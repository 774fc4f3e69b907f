use serde::{Deserialize, Serialize};
use serde_json::Value;

/// Author of a message in an advisor conversation.
#[derive(Debug, Clone, Copy, PartialEq, Eq, Serialize, Deserialize)]
#[serde(rename_all = "lowercase")]
pub enum Role {
    System,
    #[serde(alias = "human")]
    User,
    #[serde(alias = "ai")]
    Assistant,
    Tool,
}

/// A tool invocation declared by an assistant message.
#[derive(Debug, Clone, PartialEq, Serialize, Deserialize)]
pub struct ToolCall {
    pub id: String,
    pub name: String,
    #[serde(default)]
    pub arguments: Value,
}

/// One entry of a conversation trace. Order within a trace is the timeline.
///
/// Incoming request messages only carry `role` and `content`; any other
/// fields the client sends along (cached step logs, for instance) are ignored.
#[derive(Debug, Clone, PartialEq, Serialize, Deserialize)]
pub struct Message {
    pub role: Role,
    #[serde(default)]
    pub content: String,
    #[serde(default, skip_serializing_if = "Vec::is_empty")]
    pub tool_calls: Vec<ToolCall>,
    /// Set on tool-result messages: the tool that produced the content.
    #[serde(default, skip_serializing_if = "Option::is_none")]
    pub tool_name: Option<String>,
    /// Set on tool-result messages: the call this result answers.
    #[serde(default, skip_serializing_if = "Option::is_none")]
    pub tool_call_id: Option<String>,
}

impl Message {
    fn new(role: Role, content: impl Into<String>) -> Self {
        Self {
            role,
            content: content.into(),
            tool_calls: Vec::new(),
            tool_name: None,
            tool_call_id: None,
        }
    }

    pub fn system(content: impl Into<String>) -> Self {
        Self::new(Role::System, content)
    }

    pub fn user(content: impl Into<String>) -> Self {
        Self::new(Role::User, content)
    }

    pub fn assistant(content: impl Into<String>) -> Self {
        Self::new(Role::Assistant, content)
    }

    pub fn assistant_with_tool_calls(content: impl Into<String>, tool_calls: Vec<ToolCall>) -> Self {
        Self {
            tool_calls,
            ..Self::new(Role::Assistant, content)
        }
    }

    pub fn tool_result(
        tool_name: impl Into<String>,
        tool_call_id: impl Into<String>,
        content: impl Into<String>,
    ) -> Self {
        Self {
            tool_name: Some(tool_name.into()),
            tool_call_id: Some(tool_call_id.into()),
            ..Self::new(Role::Tool, content)
        }
    }
}

#[cfg(test)]
mod tests {
    use super::*;

    #[test]
    fn test_incoming_message_ignores_extra_fields() {
        let json = serde_json::json!({
            "role": "assistant",
            "content": "Hello!",
            "steps": [{"type": "tool_call", "tool": "review_user_cv", "message": "..."}]
        });
        let message: Message = serde_json::from_value(json).unwrap();
        assert_eq!(message, Message::assistant("Hello!"));
    }

    #[test]
    fn test_role_aliases() {
        let human: Message =
            serde_json::from_value(serde_json::json!({"role": "human", "content": "hi"})).unwrap();
        let ai: Message =
            serde_json::from_value(serde_json::json!({"role": "ai", "content": "yo"})).unwrap();
        assert_eq!(human.role, Role::User);
        assert_eq!(ai.role, Role::Assistant);
    }

    #[test]
    fn test_unknown_role_rejected() {
        let result: Result<Message, _> =
            serde_json::from_value(serde_json::json!({"role": "narrator", "content": "x"}));
        assert!(result.is_err());
    }

    #[test]
    fn test_tool_result_sets_origin() {
        let message = Message::tool_result("review_user_cv", "call_1", "CV data");
        assert_eq!(message.role, Role::Tool);
        assert_eq!(message.tool_name.as_deref(), Some("review_user_cv"));
        assert_eq!(message.tool_call_id.as_deref(), Some("call_1"));
    }
}
//! LiveKit room tokens — HS256 JWTs granting a participant access to one room.

pub mod handlers;

use chrono::{DateTime, Duration, Utc};
use jsonwebtoken::{encode, EncodingKey, Header};
use serde::{Deserialize, Serialize};
use thiserror::Error;

/// How long an issued token stays valid.
pub const TOKEN_TTL_HOURS: i64 = 6;

#[derive(Debug, Error)]
pub enum TokenError {
    #[error("LiveKit credentials not set")]
    MissingCredentials,

    #[error("Failed to sign LiveKit token: {0}")]
    Signing(#[from] jsonwebtoken::errors::Error),
}

/// Room permissions carried in the `video` claim.
#[derive(Debug, Clone, PartialEq, Serialize, Deserialize)]
#[serde(rename_all = "camelCase")]
pub struct VideoGrant {
    pub room_join: bool,
    pub room: String,
    pub can_publish: bool,
    pub can_subscribe: bool,
}

#[derive(Debug, Clone, PartialEq, Serialize, Deserialize)]
pub struct RoomClaims {
    pub iss: String,
    pub sub: String,
    pub name: String,
    pub nbf: i64,
    pub exp: i64,
    pub video: VideoGrant,
}

/// API key/secret pair used to sign tokens.
#[derive(Clone)]
pub struct LiveKitCredentials {
    api_key: String,
    api_secret: String,
}

impl LiveKitCredentials {
    /// Both halves must be present.
    pub fn from_parts(
        api_key: Option<&str>,
        api_secret: Option<&str>,
    ) -> Result<Self, TokenError> {
        match (api_key, api_secret) {
            (Some(key), Some(secret)) => Ok(Self {
                api_key: key.to_string(),
                api_secret: secret.to_string(),
            }),
            _ => Err(TokenError::MissingCredentials),
        }
    }

    /// Issues a token letting `participant` join, publish and subscribe in `room`.
    pub fn issue_room_token(
        &self,
        room: &str,
        participant: &str,
        now: DateTime<Utc>,
    ) -> Result<String, TokenError> {
        let claims = RoomClaims {
            iss: self.api_key.clone(),
            sub: participant.to_string(),
            name: participant.to_string(),
            nbf: now.timestamp(),
            exp: (now + Duration::hours(TOKEN_TTL_HOURS)).timestamp(),
            video: VideoGrant {
                room_join: true,
                room: room.to_string(),
                can_publish: true,
                can_subscribe: true,
            },
        };

        Ok(encode(
            &Header::default(),
            &claims,
            &EncodingKey::from_secret(self.api_secret.as_bytes()),
        )?)
    }
}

------------------------

* [What the task requires]
With the line holding "let message: Message" as the first and the line holding "Room permissions carried" as the last, set down that range of the entries above exactly, and nothing else.

* [Your solution]
        let message: Message = serde_json::from_value(json).unwrap();
        assert_eq!(message, Message::assistant("Hello!"));
    }

    #[test]
    fn test_role_aliases() {
        let human: Message =
            serde_json::from_value(serde_json::json!({"role": "human", "content": "hi"})).unwrap();
        let ai: Message =
            serde_json::from_value(serde_json::json!({"role": "ai", "content": "yo"})).unwrap();
        assert_eq!(human.role, Role::User);
        assert_eq!(ai.role, Role::Assistant);
    }

    #[test]
    fn test_unknown_role_rejected() {
        let result: Result<Message, _> =
            serde_json::from_value(serde_json::json!({"role": "narrator", "content": "x"}));
        assert!(result.is_err());
    }

    #[test]
    fn test_tool_result_sets_origin() {
        let message = Message::tool_result("review_user_cv", "call_1", "CV data");
        assert_eq!(message.role, Role::Tool);
        assert_eq!(message.tool_name.as_deref(), Some("review_user_cv"));
        assert_eq!(message.tool_call_id.as_deref(), Some("call_1"));
    }
}
//! LiveKit room tokens — HS256 JWTs granting a participant access to one room.

pub mod handlers;

use chrono::{DateTime, Duration, Utc};
use jsonwebtoken::{encode, EncodingKey, Header};
use serde::{Deserialize, Serialize};
use thiserror::Error;

/// How long an issued token stays valid.
pub const TOKEN_TTL_HOURS: i64 = 6;

#[derive(Debug, Error)]
pub enum TokenError {
    #[error("LiveKit credentials not set")]
    MissingCredentials,

    #[error("Failed to sign LiveKit token: {0}")]
    Signing(#[from] jsonwebtoken::errors::Error),
}

/// Room permissions carried in the `video` claim.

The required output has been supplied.